Atense four-hour standoff at a  shop in Tralee ended peacefully and a stillborn baby was found on Kerry beach
On This Day: Frustrated farmers and political pay rises dominate the headlines

Farmers blockade the entrance to the Tesco Distribution Plant at Donabate in protest at beef prices.Picture Colin Keegan, Collins Dublin

Frustrated farmers and political pay rises were on the front page of the Irish Examiner 12 months ago. The more things change...

Taoiseach Micheál Martin was hitting headlines last August though, at the time, he was in opposition. The leader of Fianna Fáil had received a €30,000 pay bump through an allowance claimed by his party, bringing his salary to almost €125,000. This had drawn some criticism. 

An Taoiseach Micheál Martin in his office at Government Buildings. Photograph Moya Nolan.
An Taoiseach Micheál Martin in his office at Government Buildings.

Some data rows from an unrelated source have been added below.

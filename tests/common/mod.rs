//! Shared fixtures for integration tests
//!
//! `ScriptedModel` renders a known straight-alpha foreground composited over
//! white for `generate` and over black for `edit`, so recovered assets can be
//! compared against ground truth.

#![allow(dead_code)]

use async_trait::async_trait;
use dualmatte::{
    EditRequest, GenerationRequest, ImageModel, MatteError, ModelPayload, PixelLayout, Provenance,
    RasterImage, RasterCodec, Result,
};
use std::collections::VecDeque;
use std::sync::atomic::{AtomicUsize, Ordering};
use std::sync::Mutex;
use std::time::Duration;

/// Composite one straight-alpha pixel over a solid background
pub fn over(foreground: [u8; 4], background: [u8; 3]) -> [u8; 3] {
    let alpha = f32::from(foreground[3]) / 255.0;
    let mut out = [0u8; 3];
    for (channel, value) in out.iter_mut().enumerate() {
        let blended = f32::from(foreground[channel]) * alpha
            + f32::from(background[channel]) * (1.0 - alpha);
        *value = blended.round() as u8;
    }
    out
}

/// Render a foreground over `background`, one RGB raster
pub fn render(foreground: &[[u8; 4]], width: u32, height: u32, background: [u8; 3]) -> RasterImage {
    let data = foreground
        .iter()
        .flat_map(|pixel| over(*pixel, background))
        .collect();
    RasterImage::new(width, height, PixelLayout::Rgb8, data, Provenance::Generated)
        .expect("foreground matches dimensions")
}

/// A 4x4 foreground: opaque red centre, half-transparent green ring, clear corners
pub fn sample_foreground() -> Vec<[u8; 4]> {
    let mut pixels = Vec::with_capacity(16);
    for y in 0..4u32 {
        for x in 0..4u32 {
            let corner = (x == 0 || x == 3) && (y == 0 || y == 3);
            let centre = (1..3).contains(&x) && (1..3).contains(&y);
            pixels.push(if centre {
                [220, 40, 40, 255]
            } else if corner {
                [0, 0, 0, 0]
            } else {
                [40, 200, 80, 128]
            });
        }
    }
    pixels
}

/// One scripted reply
#[derive(Debug, Clone)]
pub enum Reply {
    Image,
    /// Encoded PNG instead of a decoded raster
    Png,
    Fail(&'static str),
    NoImage,
    Hang,
}

pub struct ScriptedModel {
    white: RasterImage,
    black: RasterImage,
    generate_replies: Mutex<VecDeque<Reply>>,
    edit_replies: Mutex<VecDeque<Reply>>,
    edit_delay: Option<Duration>,
    generate_calls: AtomicUsize,
    edit_calls: AtomicUsize,
}

impl ScriptedModel {
    pub fn new() -> Self {
        let foreground = sample_foreground();
        Self::with_renders(
            render(&foreground, 4, 4, [255, 255, 255]),
            render(&foreground, 4, 4, [0, 0, 0]),
        )
    }

    pub fn with_renders(white: RasterImage, black: RasterImage) -> Self {
        Self {
            white,
            black,
            generate_replies: Mutex::new(VecDeque::new()),
            edit_replies: Mutex::new(VecDeque::new()),
            edit_delay: None,
            generate_calls: AtomicUsize::new(0),
            edit_calls: AtomicUsize::new(0),
        }
    }

    pub fn generate_replies(self, replies: Vec<Reply>) -> Self {
        *self.generate_replies.lock().unwrap() = replies.into();
        self
    }

    pub fn edit_replies(self, replies: Vec<Reply>) -> Self {
        *self.edit_replies.lock().unwrap() = replies.into();
        self
    }

    /// Every edit call sleeps this long before replying
    pub fn edit_delay(mut self, delay: Duration) -> Self {
        self.edit_delay = Some(delay);
        self
    }

    pub fn generate_calls(&self) -> usize {
        self.generate_calls.load(Ordering::SeqCst)
    }

    pub fn edit_calls(&self) -> usize {
        self.edit_calls.load(Ordering::SeqCst)
    }

    async fn reply(queue: &Mutex<VecDeque<Reply>>, image: &RasterImage) -> Result<ModelPayload> {
        let reply = queue.lock().unwrap().pop_front().unwrap_or(Reply::Image);
        match reply {
            Reply::Image => Ok(ModelPayload::Raster(image.clone())),
            Reply::Png => Ok(ModelPayload::Encoded {
                bytes: RasterCodec::encode_png(image)?,
                mime_type: Some("image/png".to_string()),
            }),
            Reply::Fail(message) => Err(MatteError::model(message)),
            Reply::NoImage => Ok(ModelPayload::Empty {
                reason: Some("SAFETY".to_string()),
            }),
            Reply::Hang => {
                std::future::pending::<()>().await;
                unreachable!()
            },
        }
    }
}

#[async_trait]
impl ImageModel for ScriptedModel {
    async fn generate(&self, _request: &GenerationRequest) -> Result<ModelPayload> {
        self.generate_calls.fetch_add(1, Ordering::SeqCst);
        Self::reply(&self.generate_replies, &self.white).await
    }

    async fn edit(&self, _request: &EditRequest) -> Result<ModelPayload> {
        self.edit_calls.fetch_add(1, Ordering::SeqCst);
        if let Some(delay) = self.edit_delay {
            tokio::time::sleep(delay).await;
        }
        Self::reply(&self.edit_replies, &self.black).await
    }

    fn name(&self) -> &str {
        "scripted"
    }
}

pub fn template(prompt: &str) -> GenerationRequest {
    GenerationRequest::new(prompt, "scripted-model")
}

Photograph Moya Nolan.

On this day five years ago, thousands of homeowners who had been encouraged to get on the property ladder while the market had collapsed were facing significantly higher property tax bills than the rest of the country, due to a valuation anomaly. 

First-time buyers who bought homes since 2013 found themselves at risk of falling into a valuation trap, according to the lead story in the Irish Examiner on August 8, 2015. 

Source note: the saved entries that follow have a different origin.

//! Progress reporting service
//!
//! This module separates progress reporting concerns from the pipeline and
//! scheduler, allowing different frontends to implement their own progress
//! handling.

use crate::error::ErrorKind;
use crate::slot::SlotState;
use crate::types::SlotId;
use instant::Instant;
use tokio::sync::mpsc;

/// One slot entering a new state
#[derive(Debug, Clone, PartialEq)]
pub struct ProgressUpdate {
    pub slot_id: SlotId,
    pub ordinal: usize,
    pub state: SlotState,
    /// Human-readable label for `state`
    pub label: String,
    /// Elapsed time since the slot started (milliseconds)
    pub elapsed_ms: u64,
}

impl ProgressUpdate {
    /// Create a new progress update
    #[must_use]
    pub fn new(slot_id: SlotId, ordinal: usize, state: SlotState, start_time: Instant) -> Self {
        Self {
            slot_id,
            ordinal,
            state,
            label: state.label().to_string(),
            elapsed_ms: start_time.elapsed().as_millis() as u64,
        }
    }
}

/// How a slot ended
#[derive(Debug, Clone, PartialEq, Eq)]
pub enum SlotOutcome {
    Succeeded,
    Failed { kind: ErrorKind, message: String },
    Cancelled,
}

/// A slot reaching a terminal state, surfaced in arrival order
#[derive(Debug, Clone, PartialEq, Eq)]
pub struct SlotSettlement {
    pub slot_id: SlotId,
    pub ordinal: usize,
    pub outcome: SlotOutcome,
    /// Slots settled so far in this batch, including this one
    pub settled: usize,
    pub total: usize,
}

/// Final counts for a batch
#[derive(Debug, Clone, Copy, PartialEq, Eq, Default)]
pub struct BatchTally {
    pub succeeded: usize,
    pub failed: usize,
    pub cancelled: usize,
    pub total: usize,
}

impl BatchTally {
    /// Whether every slot is accounted for exactly once
    #[must_use]
    pub fn is_balanced(&self) -> bool {
        self.succeeded + self.failed + self.cancelled == self.total
    }
}

/// Trait for reporting progress during batch generation
pub trait ProgressReporter: Send + Sync {
    /// Report a slot state transition
    fn report_progress(&self, update: ProgressUpdate);

    /// Report a slot reaching a terminal state
    fn report_slot_settled(&self, settlement: SlotSettlement) {
        drop(settlement);
    }

    /// Report that every slot of a batch has settled
    fn report_batch_completion(&self, tally: BatchTally) {
        drop(tally);
    }
}

/// No-op progress reporter that discards all progress updates
pub struct NoOpProgressReporter;

impl ProgressReporter for NoOpProgressReporter {
    fn report_progress(&self, _update: ProgressUpdate) {
        // Intentionally empty - discards progress updates
    }
}

/// Progress reporter that emits `tracing` events
pub struct TracingProgressReporter {
    verbose: bool,
}

impl TracingProgressReporter {
    /// # Arguments
    /// * `verbose` - Log every transition at info level instead of debug
    #[must_use]
    pub fn new(verbose: bool) -> Self {
        Self { verbose }
    }
}

impl ProgressReporter for TracingProgressReporter {
    fn report_progress(&self, update: ProgressUpdate) {
        if self.verbose {
            tracing::info!(
                slot = %update.slot_id,
                ordinal = update.ordinal,
                elapsed_ms = update.elapsed_ms,
                "{}",
                update.label
            );
        } else {
            tracing::debug!(slot = %update.slot_id, "{}", update.label);
        }
    }

    fn report_slot_settled(&self, settlement: SlotSettlement) {
        match &settlement.outcome {
            SlotOutcome::Succeeded => tracing::info!(
                slot = %settlement.slot_id,
                "✅ Slot {}/{} done",
                settlement.settled,
                settlement.total
            ),
            SlotOutcome::Failed { kind, message } => tracing::warn!(
                slot = %settlement.slot_id,
                kind = %kind,
                "❌ Slot failed: {}",
                message
            ),
            SlotOutcome::Cancelled => {
                tracing::info!(slot = %settlement.slot_id, "Slot cancelled");
            },
        }
    }

    fn report_batch_completion(&self, tally: BatchTally) {
        tracing::info!(
            succeeded = tally.succeeded,
            failed = tally.failed,
            cancelled = tally.cancelled,
            "Batch settled"
        );
    }
}

/// Event forwarded by [`ChannelProgressReporter`]
#[derive(Debug, Clone, PartialEq)]
pub enum ProgressEvent {
    Progress(ProgressUpdate),
    Settled(SlotSettlement),
    Completed(BatchTally),
}

/// Forwards every event over an unbounded channel
///
/// Sends never block; events are dropped once the receiver is gone.
pub struct ChannelProgressReporter {
    sender: mpsc::UnboundedSender<ProgressEvent>,
}

impl ChannelProgressReporter {
    /// Create a reporter and the receiving end of its channel
    #[must_use]
    pub fn channel() -> (Self, mpsc::UnboundedReceiver<ProgressEvent>) {
        let (sender, receiver) = mpsc::unbounded_channel();
        (Self { sender }, receiver)
    }

    fn send(&self, event: ProgressEvent) {
        // A closed receiver only means nobody is listening any more
        let _ = self.sender.send(event);
    }
}

impl ProgressReporter for ChannelProgressReporter {
    fn report_progress(&self, update: ProgressUpdate) {
        self.send(ProgressEvent::Progress(update));
    }

    fn report_slot_settled(&self, settlement: SlotSettlement) {
        self.send(ProgressEvent::Settled(settlement));
    }

    fn report_batch_completion(&self, tally: BatchTally) {
        self.send(ProgressEvent::Completed(tally));
    }
}

/// Per-slot tracker that stamps timing onto reported transitions
pub struct ProgressTracker<'a> {
    reporter: &'a dyn ProgressReporter,
    slot_id: SlotId,
    ordinal: usize,
    start_time: Instant,
}

impl<'a> ProgressTracker<'a> {
    #[must_use]
    pub fn new(reporter: &'a dyn ProgressReporter, slot_id: SlotId, ordinal: usize) -> Self {
        Self {
            reporter,
            slot_id,
            ordinal,
            start_time: Instant::now(),
        }
    }

    /// Report the slot entering `state`
    pub fn report_state(&self, state: SlotState) {
        self.reporter.report_progress(ProgressUpdate::new(
            self.slot_id,
            self.ordinal,
            state,
            self.start_time,
        ));
    }

    /// Elapsed time since the tracker was created
    #[must_use]
    pub fn elapsed_ms(&self) -> u64 {
        self.start_time.elapsed().as_millis() as u64
    }
}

First-time buyers who bought homes since 2013 found themselves at risk of falling into a valuation trap. Picture: PA
First-time buyers who bought homes since 2013 found themselves at risk of falling into a valuation trap. Picture: PA

In 2000, Irish Examiner readers were learning that bank customers whose account records do not tally with their tax returns will be called for an interview as part of a major operation launched by Revenue. Officials conducting the look-back audits to establish the banks’ liability for unpaid DIRT between 1986 and 1999 were also simultaneously gathering information on individual account holders involved in the massive scam to dodge DIRT. Anyone who ‘salted away’ hot money was to be named and shamed along with details of how the tax was evaded as part of an official publication under new Revenue rules. 

Elsewhere on the front page, gardaí in Kerry were concerned for a mother’s welfare after a stillborn baby was found on a beach in Rossbeigh. The discovery brought to mind the events of April 1984 when the body of an infant washed up in Cahersiveen, near to Rossbeigh. That discovery led to the 82-day high court tribunal in what became known as the ‘Kerry Babies’ case.

Fifty years ago, it was another familiar story as teachers were considering their role in marking exam papers. The Association of Secondary Teachers in Ireland (ASTI) balloted in favour of marking exam papers for the inter cert, now the junior cert. 

On the same day, the Cork Examiner also reported that a way had been cleared for a UN peacekeeping mission following a ceasefire in the Middle East. Israel and Egypt had agreed to a ceasefire, as proposed by the United States.